__PROBLEM__: Calculate how many lines in the following records hold the word "Item", and report that number without comment.

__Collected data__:
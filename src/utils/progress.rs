use indicatif::{ProgressBar, ProgressStyle};
use std::time::Duration;

/// 进度条管理器，在 stderr 上显示已检查的文件数
pub struct ProgressManager {
    bar: ProgressBar,
}

impl ProgressManager {
    /// 创建新的进度条；disabled 时不输出任何内容
    pub fn new(enabled: bool) -> Self {
        let bar = if enabled {
            let bar = ProgressBar::new_spinner();
            if let Ok(style) = ProgressStyle::with_template("{spinner} {pos} file(s) examined {msg}")
            {
                bar.set_style(style);
            }
            bar.enable_steady_tick(Duration::from_millis(100));
            bar
        } else {
            ProgressBar::hidden()
        };
        ProgressManager { bar }
    }

    /// 增加进度
    pub fn increment(&self) {
        self.bar.inc(1);
    }

    /// 获取当前进度
    pub fn get_current(&self) -> u64 {
        self.bar.position()
    }

    /// 暂停进度条绘制后执行输出，避免与结果行交错
    pub fn suspend<F: FnOnce() -> R, R>(&self, f: F) -> R {
        self.bar.suspend(f)
    }

    /// 停止并清除进度条
    pub fn stop(&self) {
        self.bar.finish_and_clear();
    }
}

#[cfg(test)]
mod tests {
    use super::*;

    #[test]
    fn hidden_bar_still_counts() {
        let progress = ProgressManager::new(false);
        progress.increment();
        progress.increment();
        assert_eq!(progress.get_current(), 2);
        assert_eq!(progress.suspend(|| 7), 7);
        progress.stop();
    }
}
use crate::finder::error::FindError;
use crate::utils::progress::ProgressManager;
use std::io::Write;
use std::path::{Path, PathBuf};

/// 单个文件的检查结果
#[derive(Debug, Clone, PartialEq, Eq)]
pub struct MatchResult {
    pub path: PathBuf,
    pub matched: bool,
}

/// 目录搜索的汇总信息
#[derive(Debug, Clone, PartialEq, Eq)]
pub struct SearchSummary {
    pub matched_count: usize,
    pub query: String,
}

const ENCODING_HINT_FILES: &str = "Try to specify a different encoding to parse the files or they are encrypted or special encoding files.";
const ENCODING_HINT_FILE: &str = "Try to specify a different encoding to parse the file or it was encrypted or special encoding files.";

/// 结果输出器：匹配一个打印一个，并累计匹配数
pub struct MatchReporter<W: Write> {
    out: W,
    progress: ProgressManager,
    query: String,
    matches: Vec<PathBuf>,
}

impl<W: Write> MatchReporter<W> {
    pub fn new(out: W, query: &str, show_progress: bool) -> Self {
        MatchReporter {
            out,
            progress: ProgressManager::new(show_progress),
            query: query.to_string(),
            matches: Vec::new(),
        }
    }

    pub fn searching(&mut self) -> Result<(), FindError> {
        self.emit("Searching...")
    }

    /// 记录一个已检查的文件
    pub fn examined(&mut self) {
        self.progress.increment();
    }

    pub fn examined_count(&self) -> u64 {
        self.progress.get_current()
    }

    /// 目录模式：立即打印匹配的路径
    pub fn report_match(&mut self, path: &Path) -> Result<(), FindError> {
        self.matches.push(path.to_path_buf());
        self.emit(&path.display().to_string())
    }

    /// 目录模式结束：打印汇总或未找到的提示
    pub fn finish_directory(&mut self) -> Result<SearchSummary, FindError> {
        self.progress.stop();
        let summary = SearchSummary {
            matched_count: self.matches.len(),
            query: self.query.clone(),
        };
        if summary.matched_count > 0 {
            self.emit(&format!(
                "\n{} file(s) may contain \"{}\".\n",
                summary.matched_count, summary.query
            ))?;
        } else {
            self.emit(&format!(
                "No files containing \"{}\" were found.\n\n\n{}",
                summary.query, ENCODING_HINT_FILES
            ))?;
        }
        Ok(summary)
    }

    /// 文件模式：打印单个文件的结论
    pub fn finish_file(&mut self, result: &MatchResult) -> Result<(), FindError> {
        self.progress.stop();
        if result.matched {
            self.emit(&format!("This file contains \"{}\".\n", self.query))
        } else {
            self.emit(&format!(
                "This file does not contain \"{}\".\n\n\n{}",
                self.query, ENCODING_HINT_FILE
            ))
        }
    }

    /// 文件模式：指定的文件因扩展名被排除，未读取
    pub fn file_skipped(&mut self, path: &Path, extension: &str) -> Result<(), FindError> {
        self.progress.stop();
        self.emit(&format!(
            "Skipped {}: files with extension \"{}\" are excluded.",
            path.display(),
            extension
        ))
    }

    /// 出错时清除进度条，已打印的匹配保留
    pub fn abort(&mut self) {
        self.progress.stop();
    }

    pub fn matches(&self) -> &[PathBuf] {
        &self.matches
    }

    fn emit(&mut self, line: &str) -> Result<(), FindError> {
        let out = &mut self.out;
        self.progress
            .suspend(|| writeln!(out, "{}", line).and_then(|_| out.flush()))
            .map_err(FindError::Output)
    }
}
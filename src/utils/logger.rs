use log::{LevelFilter, SetLoggerError};
use simple_logger::SimpleLogger;

/// 初始化日志系统，日志输出到 stderr，不干扰搜索结果
pub fn init_logger(verbose: bool) -> Result<(), SetLoggerError> {
    if verbose {
        SimpleLogger::new().with_level(LevelFilter::Debug).init()
    } else {
        SimpleLogger::new().with_level(LevelFilter::Off).init()
    }
}
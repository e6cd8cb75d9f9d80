mod logger;
pub mod progress;

pub use logger::init_logger;
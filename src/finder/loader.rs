use crate::finder::error::FindError;
use std::fs;
use std::io::Read;
use std::path::Path;

/// 读取文件全部字节的接口，搜索流程通过它访问文件内容
pub trait ByteLoader {
    fn load(&self, path: &Path) -> Result<Vec<u8>, FindError>;
}

/// 直接读取文件系统
#[derive(Debug, Clone, Copy, Default)]
pub struct FsLoader;

impl ByteLoader for FsLoader {
    fn load(&self, path: &Path) -> Result<Vec<u8>, FindError> {
        // 文件句柄只在本作用域内存活
        let mut file = fs::File::open(path).map_err(|e| FindError::io(path, e))?;
        let size_hint = file
            .metadata()
            .ok()
            .and_then(|m| usize::try_from(m.len()).ok())
            .unwrap_or(0);
        let mut buffer = Vec::with_capacity(size_hint);
        file.read_to_end(&mut buffer)
            .map_err(|e| FindError::io(path, e))?;
        Ok(buffer)
    }
}
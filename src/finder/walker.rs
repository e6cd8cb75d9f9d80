use crate::finder::error::FindError;
use crate::finder::filter::extension_token;
use std::fs;
use std::io;
use std::path::{Path, PathBuf};
use walkdir::WalkDir;

/// 待检查的文件：绝对路径及其扩展名
#[derive(Debug, Clone, PartialEq, Eq)]
pub struct FileCandidate {
    pub path: PathBuf,
    pub extension: Option<String>,
}

impl FileCandidate {
    pub fn new(path: PathBuf) -> Self {
        let extension = extension_token(&path);
        FileCandidate { path, extension }
    }
}

/// 根路径的类型
#[derive(Debug, Clone, PartialEq, Eq)]
pub enum RootKind {
    Directory(PathBuf),
    File(PathBuf),
}

/// 解析根路径，判断是目录还是普通文件
pub fn resolve_root(root: &Path) -> Result<RootKind, FindError> {
    let resolved = fs::canonicalize(root).map_err(|e| FindError::path_resolution(root, e))?;
    let metadata =
        fs::metadata(&resolved).map_err(|e| FindError::path_resolution(root, e))?;

    if metadata.is_dir() {
        Ok(RootKind::Directory(resolved))
    } else if metadata.is_file() {
        Ok(RootKind::File(resolved))
    } else {
        // 设备、管道等特殊文件不做搜索，避免读取时阻塞
        Err(FindError::path_resolution(
            root,
            io::Error::new(
                io::ErrorKind::Unsupported,
                "not a regular file or directory",
            ),
        ))
    }
}

/// 惰性枚举候选文件；目录模式下按文件名顺序递归遍历，文件模式下只产生一个路径
pub enum Candidates {
    Directory(walkdir::IntoIter),
    Single(Option<PathBuf>),
}

impl Candidates {
    pub fn new(root: &RootKind) -> Self {
        match root {
            RootKind::Directory(dir) => Candidates::Directory(
                WalkDir::new(dir)
                    .follow_links(true)
                    .sort_by_file_name()
                    .into_iter(),
            ),
            RootKind::File(file) => Candidates::Single(Some(file.clone())),
        }
    }
}

impl Iterator for Candidates {
    type Item = Result<FileCandidate, FindError>;

    fn next(&mut self) -> Option<Self::Item> {
        match self {
            Candidates::Single(path) => path.take().map(|p| Ok(FileCandidate::new(p))),
            Candidates::Directory(walker) => loop {
                match walker.next()? {
                    Ok(entry) if entry.file_type().is_file() => {
                        return Some(Ok(FileCandidate::new(entry.into_path())));
                    }
                    Ok(_) => continue,
                    Err(e) => return Some(Err(FindError::from(e))),
                }
            },
        }
    }
}
mod command;
mod finder;
mod utils;

use clap::{Arg, Command};
use command::{parse_command, Invocation, SearchCommand};
use finder::{find_in_path, ErrorKind, FindError, FsLoader, SearchConfig, SearchOutcome};
use log::info;
use std::io;
use std::process;
use utils::init_logger;

const USAGE: &str = r#"Search the string in the specified directory or file and return the file path which containing the string. Except encrypted files and special encoding files.

Usage: sfr [[/e <encoding>] [/x <file types>] [/p] [/v] /s <string> <path>]

/h       Display help. This is the same as not typing any options.
/e       Specifies the encoding to parse files:
         ascii, default, bigendianunicode, unicode, utf32, utf7, utf8
/x       Specifies which file types are not searched. Use the comma as a delimiter, such as "exe,dll".
/p       Reads and checks files in parallel.
/v       Prints diagnostic logs to stderr.
/s       Specifies string to find.
"#;

/// 收集原始命令行参数，具体语法由 command 模块解析
fn parse_args() -> Vec<String> {
    let matches = Command::new("sfr")
        .about("Search a string in the files of a directory")
        .disable_help_flag(true)
        .disable_version_flag(true)
        .arg(
            Arg::new("tokens")
                .value_name("ARGS")
                .num_args(0..)
                .allow_hyphen_values(true)
                .trailing_var_arg(true),
        )
        .get_matches();

    matches
        .get_many::<String>("tokens")
        .map(|values| values.cloned().collect())
        .unwrap_or_default()
}

/// 创建搜索配置
fn create_search_config(command: &SearchCommand) -> SearchConfig {
    let mut config = SearchConfig::new();
    config.concurrent = command.parallel;
    config.show_progress = true;
    config
}

/// 打印错误；未知命令用红色显示
fn report_error(err: &FindError) {
    match err {
        FindError::UnknownCommand(_) => eprintln!("\x1b[31m{}\x1b[0m", err),
        _ => eprintln!("{}", err),
    }
    if err.kind() == ErrorKind::Configuration {
        eprintln!("Run \"sfr /h\" to see the usage.");
    }
}

fn main() {
    let tokens = parse_args();

    let command = match parse_command(&tokens) {
        Ok(Invocation::Help) => {
            println!("{}", USAGE);
            return;
        }
        Ok(Invocation::Search(command)) => command,
        Err(e) => {
            report_error(&e);
            process::exit(1);
        }
    };

    // 初始化日志
    if let Err(e) = init_logger(command.verbose) {
        eprintln!("Failed to initialize logger: {}", e);
    }

    let config = create_search_config(&command);
    info!("parsed request: {:?}", command.request);

    match find_in_path(&command.request, &config, &FsLoader, io::stdout()) {
        Ok(SearchOutcome::Directory { summary, matches }) => {
            info!(
                "{} file(s) contain {:?}, first: {:?}",
                summary.matched_count,
                summary.query,
                matches.first()
            );
        }
        Ok(SearchOutcome::File(result)) => {
            info!("{}: matched = {}", result.path.display(), result.matched);
        }
        Ok(SearchOutcome::Skipped { path, extension }) => {
            info!("{} skipped, extension {:?} excluded", path.display(), extension);
        }
        Err(e) => {
            report_error(&e);
            process::exit(1);
        }
    }
}
//! Terminal wrapper: runs commands inside a terminal emulator window so the
//! user can answer prompts (passwords, pacman questions) interactively.
use crate::actions::{self, ActionsFile};
use crate::error::{PkgError, Result};
use crate::privilege::{self, PrivilegeTool, shell_quote};
use crate::process::ExitStatus;
use crate::system::has_executable;
use std::os::unix::process::ExitStatusExt;
use std::process::Stdio;
use tokio::sync::mpsc::{self, UnboundedReceiver, UnboundedSender};
use tracing::{debug, info};

/// How an emulator expects the command it should run.
#[derive(Debug, Clone, Copy, PartialEq, Eq)]
pub enum ExecStyle {
    /// `term -e prog args...`
    DashE,
    /// `term -e "prog args"` as one string
    DashEString,
    /// `term -x prog args...`
    DashX,
    /// `term -- prog args...`
    DoubleDash,
    /// `term prog args...`
    Direct,
}

/// Known emulators in probing order.
pub const KNOWN_TERMINALS: [(&str, ExecStyle); 10] = [
    ("alacritty", ExecStyle::DashE),
    ("kitty", ExecStyle::Direct),
    ("konsole", ExecStyle::DashE),
    ("gnome-terminal", ExecStyle::DoubleDash),
    ("xfce4-terminal", ExecStyle::DashX),
    ("lxterminal", ExecStyle::DashEString),
    ("mate-terminal", ExecStyle::DashX),
    ("terminator", ExecStyle::DashX),
    ("qterminal", ExecStyle::DashEString),
    ("xterm", ExecStyle::DashE),
];

const HOLD: &str = "echo; printf 'Press Enter to close this window...'; read _";

/// `script` followed by the hold prompt; the window exits with the status of
/// `script`, not of the prompt.
fn with_hold(script: &str) -> String {
    format!("{}; rc=$?; {}; exit $rc", script, HOLD)
}

#[derive(Debug, Clone, PartialEq, Eq)]
pub struct Terminal {
    pub binary: String,
    pub style: ExecStyle,
}

impl Terminal {
    pub fn new(binary: &str) -> Self {
        let style = KNOWN_TERMINALS
            .iter()
            .find(|(name, _)| *name == binary)
            .map(|(_, s)| *s)
            .unwrap_or(ExecStyle::DashE);
        Self {
            binary: binary.to_string(),
            style,
        }
    }

    /// Preferred terminal when installed, else the first known one found.
    pub fn discover(preferred: Option<&str>) -> Result<Self> {
        if let Some(p) = preferred {
            if has_executable(p) {
                return Ok(Self::new(p));
            }
            tracing::warn!(terminal = p, "configured terminal not installed");
        }
        KNOWN_TERMINALS
            .iter()
            .find(|(name, _)| has_executable(name))
            .map(|(name, _)| Self::new(name))
            .ok_or(PkgError::NoTerminal)
    }

    /// Arguments that make this emulator run `script` through `sh -c`.
    pub fn command_args(&self, script: &str) -> Vec<String> {
        let argv = ["sh".to_string(), "-c".to_string(), script.to_string()];
        let mut args = Vec::new();
        match self.style {
            ExecStyle::DashE => args.push("-e".to_string()),
            ExecStyle::DashX => args.push("-x".to_string()),
            ExecStyle::DoubleDash => args.push("--".to_string()),
            ExecStyle::Direct => {}
            ExecStyle::DashEString => {
                args.push("-e".to_string());
                args.push(format!("sh -c {}", shell_quote(script)));
                return args;
            }
        }
        args.extend(argv);
        args
    }
}

/// Lifecycle notifications of a terminal run.
#[derive(Debug, Clone, PartialEq, Eq)]
pub enum TerminalEvent {
    Started,
    Finished { code: Option<i32>, status: ExitStatus },
}

/// Runs commands in a terminal window and reports when the window closes.
pub struct TerminalSession {
    terminal: Terminal,
    privilege: Option<PrivilegeTool>,
    events: UnboundedSender<TerminalEvent>,
}

impl TerminalSession {
    pub fn new(
        terminal: Terminal,
        privilege: Option<PrivilegeTool>,
    ) -> (Self, UnboundedReceiver<TerminalEvent>) {
        let (tx, rx) = mpsc::unbounded_channel();
        (
            Self {
                terminal,
                privilege,
                events: tx,
            },
            rx,
        )
    }

    pub fn terminal(&self) -> &Terminal {
        &self.terminal
    }

    /// Stage `commands` in an actions file and run it as root in the terminal.
    pub fn run_command_in_terminal(&self, commands: &[String]) -> Result<()> {
        let file = actions::stage(commands)?;
        let run = privilege::wrap(
            &format!("sh {}", shell_quote(&file.path().to_string_lossy())),
            self.privilege,
        )?;
        self.spawn(&with_hold(&run), Some(file))
    }

    /// Run `commands` in the terminal without elevation.
    pub fn run_command_in_terminal_as_normal_user(&self, commands: &[String]) -> Result<()> {
        let script = privilege::as_normal_user(&commands.join(" && "));
        self.spawn(&with_hold(&script), None)
    }

    /// Interactive root shell in a terminal window.
    pub fn open_root_terminal(&self) -> Result<()> {
        let shell = std::env::var("SHELL").unwrap_or_else(|_| "/bin/sh".to_string());
        let script = privilege::wrap(&shell, self.privilege)?;
        self.spawn(&script, None)
    }

    fn spawn(&self, script: &str, file: Option<ActionsFile>) -> Result<()> {
        let args = self.terminal.command_args(script);
        debug!(terminal = %self.terminal.binary, ?args, "spawning terminal");
        let mut child = tokio::process::Command::new(&self.terminal.binary)
            .args(&args)
            // the emulator brings its own tty
            .stdin(Stdio::null())
            .spawn()
            .map_err(|source| PkgError::Spawn {
                program: self.terminal.binary.clone(),
                source,
            })?;
        info!(terminal = %self.terminal.binary, "terminal started");
        let _ = self.events.send(TerminalEvent::Started);
        let events = self.events.clone();
        tokio::spawn(async move {
            let finished = match child.wait().await {
                Ok(status) => TerminalEvent::Finished {
                    code: status.code(),
                    status: if status.signal().is_some() {
                        ExitStatus::Crashed
                    } else {
                        ExitStatus::Normal
                    },
                },
                Err(_) => TerminalEvent::Finished {
                    code: None,
                    status: ExitStatus::Crashed,
                },
            };
            if let Some(file) = file {
                if let Err(e) = file.remove() {
                    debug!(error = %e, "actions file already gone");
                }
            }
            let _ = events.send(finished);
        });
        Ok(())
    }
}

/// Wait for the terminal window to close.
pub async fn wait_finished(
    rx: &mut UnboundedReceiver<TerminalEvent>,
) -> Option<(Option<i32>, ExitStatus)> {
    while let Some(ev) = rx.recv().await {
        if let TerminalEvent::Finished { code, status } = ev {
            return Some((code, status));
        }
    }
    None
}
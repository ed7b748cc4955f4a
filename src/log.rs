use chrono::Local;
use std::sync::{Arc, Mutex};
use tracing_subscriber::EnvFilter;

const MAX_LINES: usize = 1000;

/// Bounded, shareable pane of forwarded tool output.
#[derive(Clone)]
pub struct LogPane {
    lines: Arc<Mutex<Vec<String>>>,
}

impl LogPane {
    pub fn new() -> Self {
        Self {
            lines: Arc::new(Mutex::new(Vec::new())),
        }
    }

    pub fn push(&self, line: &str) {
        let stamped = format!("[{}] {}", Local::now().format("%H:%M:%S"), line);
        let mut lines = self.lines.lock().unwrap_or_else(|p| p.into_inner());
        lines.push(stamped);
        if lines.len() > MAX_LINES {
            let excess = lines.len() - MAX_LINES;
            lines.drain(..excess);
        }
    }

    /// Push every line of a raw output chunk.
    pub fn push_chunk(&self, chunk: &str) {
        for line in chunk.lines().filter(|l| !l.trim().is_empty()) {
            self.push(line);
        }
    }

    pub fn get(&self) -> Vec<String> {
        self.lines.lock().unwrap_or_else(|p| p.into_inner()).clone()
    }

    pub fn clear(&self) {
        self.lines.lock().unwrap_or_else(|p| p.into_inner()).clear();
    }
}

impl Default for LogPane {
    fn default() -> Self {
        Self::new()
    }
}

/// Install the global tracing subscriber. `PKGFRONT_LOG` takes precedence
/// over `verbose`.
pub fn init(verbose: bool) {
    let default = if verbose { "pkgfront=debug" } else { "pkgfront=warn" };
    let filter = EnvFilter::try_from_env("PKGFRONT_LOG").unwrap_or_else(|_| EnvFilter::new(default));
    let _ = tracing_subscriber::fmt()
        .with_env_filter(filter)
        .with_target(false)
        .with_writer(std::io::stderr)
        .try_init();
}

__EXPECTED OUTPUT__: 2